Wednesday, October 29, 2008

Event-Driven Financial Catastrophe

Is Complex Event Processing (CEP) part of the problem or part of the solution?

On the one hand, apparently knowledgeable financial journalists tell us that automatic and globalized trading has contributed to an unprecedented level of global volatility. For example, the dramatic rise in Volkswagen shareprice yesterday appears to have been amplified by computer programs automatically reacting to a small price rise by attempting to buy shares (in order to unwind positions resulting from earlier short-selling by hedge funds), thus converting a small price rise into an extremely large one.

On the other hand, I am constantly seeing claims from vendors that their CEP products contain ways of dealing with market volatility, as if the volatility is merely caused by the failure of humans to react as quickly and as intelligently as their software.

But what I don't see in this kind of CEP material is a picture of how the whole system works: an evidence-based explanation as to what causes volatility, and what are the overall consequences of a particular kind of intervention. That kind of whole-system thinking is surely a key responsibility of the architect. By refusing to pay attention to the whole system, this kind of CEP discourse is almost anti-architectural. That's why I think we should call it JBOCE.

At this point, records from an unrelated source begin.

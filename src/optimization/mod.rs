//! optimization — merit functions, solver driver, and unified error surface.
//!
//! Purpose
//! -------
//! Provide the lens-design optimization layer: describe what may vary
//! (parameters), what should shrink (demerits), and what must hold
//! (constraints), then minimize with an Argmin-backed driver that keeps
//! every trial design inside its bounds.
//!
//! Key behaviors
//! -------------
//! - `merit`: traits and stock implementations for parameters, demerits,
//!   and constraints, plus the [`merit::MeritFunction`] that evaluates them
//!   against a cloned system.
//! - `lens_optimizer`: [`lens_optimizer::optimize`], solver construction,
//!   finite-difference gradients, and the normalized outcome.
//! - `numerical_stability`: smooth, invertible maps between bounded
//!   parameters and the unconstrained solver space.
//! - `errors`: a single enum ([`errors::OptError`]) that also wraps trace
//!   and aiming failures and `argmin` backend errors.
//!
//! Invariants & assumptions
//! ------------------------
//! - Merit evaluation never mutates the caller's system; each evaluation
//!   works on a fresh clone.
//! - Invalid states are reported as `OptError`, not panics.
//!
//! Conventions
//! -----------
//! - The scalar minimized by every solver is
//!   `‖F‖² + penalty · (‖h‖² + ‖max(0, g)‖²)`, with `F` the weighted demerit
//!   residuals, `h` equality and `g` inequality constraint values.
//! - Public entrypoints that can fail return `OptResult<T>`; callers never
//!   see raw Argmin errors.
//!
//! Downstream usage
//! ----------------
//! - Import the curated surface via `optimization::prelude::*`, or the
//!   submodule preludes for a finer split.
//!
//! Testing notes
//! -------------
//! - Unit tests in each submodule cover local behavior; `lens_optimizer::api`
//!   and the integration tests run complete optimizations on small systems.

pub mod errors;
pub mod lens_optimizer;
pub mod merit;
pub mod numerical_stability;

// ---- Optional convenience prelude for downstream crates -------------------
//
// Downstream crates can write
//
//     use optrace::optimization::prelude::*;
//
// to import the main optimization surface in a single line.

pub mod prelude {
    pub use super::errors::{OptError, OptResult};
    pub use super::lens_optimizer::prelude::*;
    pub use super::merit::prelude::*;
    pub use super::numerical_stability::prelude::*;
}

(Of course, a lot of so-called architects aren't very good at that kind of whole-system thinking, and indulge in what Nick Malik calls Bizarre Functional Decomposition, but that's another story.)


Speaking for one of the CEP vendors (Streambase), Mark Palmer (EDA and CEP: Where's the Beef?) protests against recent posts by Jack van Hoof (EDA versus CEP, Again...) and Joe McKendrick (Why 'Event Driven Architecture' is more than Complex Event Processing).

But I think the problem identified by Jack and Joe is not that vendors are asserting that CEP and EDA are the same thing. I am sure all the vendors, including Mark, can point to technical material that explains what these terms really mean. The problem is that the terms are being used in ordinary marketing material as if they were interchangeable - in other words, the vendors are not putting enough emphasis on the practical differences between CEP and EDA. I think the spate of claims about CEP "solving" market volatility is further evidence of this.

4 comments:

  1. Unfortunately, there is a known relationship where firms trying to reduce their own volatility end up increasing the short term market volatility. It can be thought of simplistically as the prisoner's dilemma, but with more rules.

    Should a CEP vendor provide a better alternative, they can probably expect to hear from the Nobel Foundation.

    ReplyDelete
  2. Of course it is conceivable that firm might manage to reduce its own volatility using CEP, while increasing overall volatility - thus the solution would be environmentally counter-productive as you say. But I haven't seen any evidence that CEP even achieves that much. Without a proper architectural framework, we simply don't have a clue what effect speeding things up will have.

    ReplyDelete
  3. Hmm. What evidence would you be looking for about the capabilities of CEP?

    If you are talking about an architectural framework for electronic trading, that definitely exists but AFAIK not for free on the web...

    ReplyDelete
  4. Hi Hans. When you say "architectural framework", we may not be talking about the same thing. But I'd be happy to review it under NDA.